The Federal Ministry of Health (Women & Youth) oversees only general strategies in health policy and prevention (e.g., vaccination) and is responsible for framing the legislature and enforcing reforms especially on hospital care. In 1997, the Performance-Oriented Hospital Financing System (LKF), an adapted diagnosis-related group (DRG) system, was implemented for retrospective reimbursement of hospital services (6). Additional specific benefits for “highly specialized” services are covered by the Single Medical Procedures (MEL-) Catalogue (7) taken care of by the Federal Health Agency (FHA), composed by representatives of the nine regional health agencies. The FHA is also responsible for an Austrian-wide capacity planning of hospital services, including the Austrian Major Equipment Plan, covering computed tomography, magnetic resonance tomography, emission computed tomography, positron emission tomography, digital subtraction angiography, coronary angiography, and radiotherapy (5).

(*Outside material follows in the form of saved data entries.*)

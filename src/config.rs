use std::{path::PathBuf, time::Duration};

use anyhow::{Result, anyhow};
use clap::{Parser, ValueEnum};

use crate::{
    probe::BasicAuth,
    rules::{CrossFieldMode, catalog::GAMES_PATH},
    runner::RunOptions,
};

/// CLI / env configuration parsed at process startup.
#[derive(Debug, Clone, Parser)]
#[command(
    name = "games-query-contract",
    about = "Query-parameter contract matrix for the games listing API",
    version,
    disable_help_subcommand = true
)]
struct CliConfig {
    /// Base URL of the service under test (e.g., http://localhost:8000)
    #[arg(long, env = "URL", default_value = "")]
    base_url: String,

    #[arg(long, env = "ADMIN_NAME", default_value = "")]
    admin_name: String,

    #[arg(long, env = "ADMIN_PASSWORD", default_value = "", hide_env_values = true)]
    admin_password: String,

    #[arg(long, env = "USER_NAME", default_value = "")]
    user_name: String,

    #[arg(long, env = "USER_PASS", default_value = "", hide_env_values = true)]
    user_password: String,

    /// Credentials attached to every probe
    #[arg(long, env = "GAMES_AUTH", value_enum, default_value_t = AuthProfile::None)]
    auth: AuthProfile,

    /// Listing endpoint path appended to the base URL
    #[arg(long, env = "GAMES_PATH", default_value = GAMES_PATH)]
    games_path: String,

    /// Per-request timeout in milliseconds
    #[arg(long, env = "GAMES_PROBE_TIMEOUT_MS", default_value_t = 10_000)]
    timeout_ms: u64,

    /// Number of parameters probed concurrently
    #[arg(long, env = "GAMES_CONCURRENCY", default_value_t = 4)]
    concurrency: usize,

    /// Read-only SQLite catalog used to cross-check result counts
    #[arg(long, env = "GAMES_DB_PATH")]
    db_path: Option<PathBuf>,

    /// Whether min_price == max_price is rejected (inclusive) or accepted (strict)
    #[arg(long, env = "GAMES_PRICE_MODE", value_enum, default_value_t = CrossFieldMode::Strict)]
    price_mode: CrossFieldMode,

    /// Also probe every pair of filter parameters
    #[arg(long, env = "GAMES_PAIRWISE", default_value_t = false)]
    pairwise: bool,

    /// Probe each case twice and require the same status
    #[arg(long, env = "GAMES_VERIFY_IDEMPOTENCE", default_value_t = false)]
    verify_idempotence: bool,

    /// Require a JSON body on cases expecting 200
    #[arg(long, env = "GAMES_ASSERT_JSON", default_value_t = false)]
    assert_json_body: bool,

    /// Optional OTLP endpoint (grpc) for OpenTelemetry export
    #[arg(long, env = "OTEL_EXPORTER_OTLP_ENDPOINT")]
    otel_endpoint: Option<String>,

    /// Logical service name for telemetry (resource attribute)
    #[arg(long, env = "OTEL_SERVICE_NAME", default_value = "games-query-contract")]
    otel_service_name: String,

    /// Deployment environment tag for telemetry (e.g., development, staging, prod)
    #[arg(long, env = "GAMES_ENV", default_value = "development")]
    environment: String,

    /// Default log filter when RUST_LOG is not provided
    #[arg(long, env = "LOG_LEVEL", default_value = "info")]
    log_level: String,
}

/// Which configured identity, if any, authenticates the probes.
#[derive(Debug, Clone, Copy, PartialEq, Eq, Default, ValueEnum)]
pub enum AuthProfile {
    #[default]
    None,
    Admin,
    User,
}

/// Named credentials; empty strings when unset.
#[derive(Debug, Clone, Default, PartialEq, Eq)]
pub struct Credentials {
    pub admin_name: String,
    pub admin_password: String,
    pub user_name: String,
    pub user_password: String,
}

/// Target service settings handed to the probe.
#[derive(Debug, Clone)]
pub struct TargetConfig {
    pub base_url: String,
    pub path: String,
    pub timeout: Duration,
    pub auth: AuthProfile,
    pub credentials: Credentials,
}

impl TargetConfig {
    /// Basic-auth pair for the selected profile.
    pub fn basic_auth(&self) -> Option<BasicAuth> {
        let (username, password) = match self.auth {
            AuthProfile::None => return None,
            AuthProfile::Admin => (&self.credentials.admin_name, &self.credentials.admin_password),
            AuthProfile::User => (&self.credentials.user_name, &self.credentials.user_password),
        };
        Some(BasicAuth {
            username: username.clone(),
            password: password.clone(),
        })
    }
}

/// Matrix shape and execution settings.
#[derive(Debug, Clone)]
pub struct MatrixConfig {
    pub concurrency: usize,
    pub price_mode: CrossFieldMode,
    pub pairwise: bool,
    pub verify_idempotence: bool,
    pub assert_json_body: bool,
    pub db_path: Option<PathBuf>,
}

/// OpenTelemetry exporter configuration.
#[derive(Debug, Clone)]
pub struct OtelConfig {
    pub endpoint: Option<String>,
    pub service_name: String,
}

/// Structured logging configuration.
#[derive(Debug, Clone)]
pub struct LogConfig {
    pub level: String,
}

/// Immutable process configuration, loaded once and passed explicitly.
#[derive(Debug, Clone)]
pub struct AppConfig {
    pub target: TargetConfig,
    pub matrix: MatrixConfig,
    pub otel: OtelConfig,
    pub log: LogConfig,
    pub environment: String,
}

impl AppConfig {
    /// Load `.env` if present, then parse CLI/env arguments into a validated configuration.
    pub fn load() -> Result<Self> {
        dotenv::dotenv().ok();
        let cli = CliConfig::parse();
        Self::try_from(cli)
    }

    pub fn run_options(&self) -> RunOptions {
        RunOptions {
            path: self.target.path.clone(),
            concurrency: self.matrix.concurrency,
            pairwise: self.matrix.pairwise,
            verify_idempotence: self.matrix.verify_idempotence,
            require_json_body: self.matrix.assert_json_body,
            ..RunOptions::default()
        }
    }
}

impl TryFrom<CliConfig> for AppConfig {
    type Error = anyhow::Error;

    // Empty base URL is accepted; each probe reports it as an invalid url.
    fn try_from(value: CliConfig) -> Result<Self> {
        if value.timeout_ms == 0 {
            return Err(anyhow!("probe timeout must be greater than zero"));
        }
        if value.concurrency == 0 {
            return Err(anyhow!("concurrency must be at least 1"));
        }
        if !value.games_path.starts_with('/') {
            return Err(anyhow!(
                "games path '{}' must start with '/'",
                value.games_path
            ));
        }

        Ok(Self {
            target: TargetConfig {
                base_url: value.base_url.trim().to_string(),
                path: value.games_path,
                timeout: Duration::from_millis(value.timeout_ms),
                auth: value.auth,
                credentials: Credentials {
                    admin_name: value.admin_name,
                    admin_password: value.admin_password,
                    user_name: value.user_name,
                    user_password: value.user_password,
                },
            },
            matrix: MatrixConfig {
                concurrency: value.concurrency,
                price_mode: value.price_mode,
                pairwise: value.pairwise,
                verify_idempotence: value.verify_idempotence,
                assert_json_body: value.assert_json_body,
                db_path: value.db_path,
            },
            otel: OtelConfig {
                endpoint: value.otel_endpoint,
                service_name: value.otel_service_name,
            },
            log: LogConfig {
                level: value.log_level,
            },
            environment: value.environment,
        })
    }
}
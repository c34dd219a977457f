use std::{process::ExitCode, sync::Arc};

use anyhow::{Context, Result};
use games_query_contract::{
    catalog_db::{CountSource, SqliteCatalog},
    config::AppConfig,
    o11y,
    probe::HttpProbe,
    report::TracingReporter,
    rules::RuleRegistry,
    runner::MatrixRunner,
};
use tokio_util::sync::CancellationToken;

#[tokio::main]
async fn main() -> Result<ExitCode> {
    let config = AppConfig::load()?;
    let _telemetry = o11y::TelemetryGuard::init(&config)?;

    if config.target.base_url.is_empty() {
        tracing::warn!("URL is not set; every probe will fail with an invalid url");
    }

    let registry = Arc::new(RuleRegistry::games(config.matrix.price_mode)?);
    let probe = HttpProbe::new(config.target.base_url.clone(), config.target.timeout)?
        .with_basic_auth(config.target.basic_auth());

    let mut runner = MatrixRunner::new(Arc::new(probe), registry, config.run_options());
    if let Some(path) = &config.matrix.db_path {
        let catalog = SqliteCatalog::open(path)
            .with_context(|| format!("opening catalog database {}", path.display()))?;
        let source: Arc<dyn CountSource> = Arc::new(catalog);
        runner = runner.with_count_source(source);
    }

    tracing::info!(
        base_url = config.target.base_url.as_str(),
        path = config.target.path.as_str(),
        environment = config.environment.as_str(),
        "starting contract matrix"
    );

    let watcher = tokio::spawn(cancel_on_shutdown(runner.cancellation_token()));
    let summary = runner.run(Arc::new(TracingReporter)).await;
    watcher.abort();

    println!("{}", serde_json::to_string_pretty(&summary)?);

    Ok(if summary.is_success() {
        ExitCode::SUCCESS
    } else {
        ExitCode::FAILURE
    })
}

async fn cancel_on_shutdown(cancel: CancellationToken) {
    if let Err(err) = shutdown_signal().await {
        tracing::error!(error = %err, "failed to install shutdown handler");
        return;
    }
    tracing::info!("shutdown signal received; cancelling remaining probes");
    cancel.cancel();
}

async fn shutdown_signal() -> std::io::Result<()> {
    #[cfg(unix)]
    {
        use tokio::signal::unix::{SignalKind, signal};
        let mut sigterm = signal(SignalKind::terminate())?;
        tokio::select! {
            result = tokio::signal::ctrl_c() => result,
            _ = sigterm.recv() => Ok(()),
        }
    }

    #[cfg(not(unix))]
    {
        tokio::signal::ctrl_c().await
    }
}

Healthcare reform initiatives focus on the major problems within Austrian health care. Austria has the highest density of hospital beds in acute care and the highest rate of hospital admissions per capita in Europe. Because of the highly decentralized and regionalized and sector (extra- and intramural) specific organization of provision and decision making, patient care is uncoordinated and efforts are duplicated. Since 1997, major reforms based on the “15a agreement” (4) between the Federation and the provinces has been implemented to lessen the extremely sharp distinction between intramural and extramural (or private practice) care and to control rising costs. These reforms intend to shift the emphasis from hospital to outpatient care and nursing homes by building alternative institutions of provision, integrate social and medical services, and reduce hospital costs through the reimbursement of performance-related cases instead of flat-rate payment for hospital days. In 2006, in a renewal and prolongation of the 1997 “15a agreement” on reforms in the organization and financing of health care (8), the implementation of “instruments for enforcing quality and efficiency” is mentioned explicitly, although health technology assessment as such is not named. Nevertheless, for 2009 a “national strategy” on health technology assessment is in planning by the Federal Ministry of Health (Women & Youth) (9).
Public Policies Intended to Control Practice and Hospital Care
The principles of “effectiveness” and “efficiency” for regulating and controlling practice and hospital care are anchored in two legal acts: in the General Social Insurance Law (2) it is stated that the “act of care must be sufficient and appropriate, but the extent of inevitable required not exceeding”. The equivalent legal act for hospital care is the Federal Hospital Law (4), in which it is written in a paragraph on quality assurance: “a high-quality, effective and efficient health care has to be ensured. A quality assuring system serving the improvement of efficiency must be introduced.” Although only general statements on the necessity of supporting effectiveness and efficiency of health care as part of an improvement of quality in different sectors, those laws lay the foundation for a necessity of evaluating the need, appropriateness, and effectiveness of healthcare delivery and especially medical interventions before investment, service delivery, or provision, although no systematic and obligatory enforcement is legally stipulated or demanded. Table 1 shows the different policy instruments of the different players in Austrian health care and the actual utilization of HTA within the pre-existing repertoire of regulating healthcare interventions.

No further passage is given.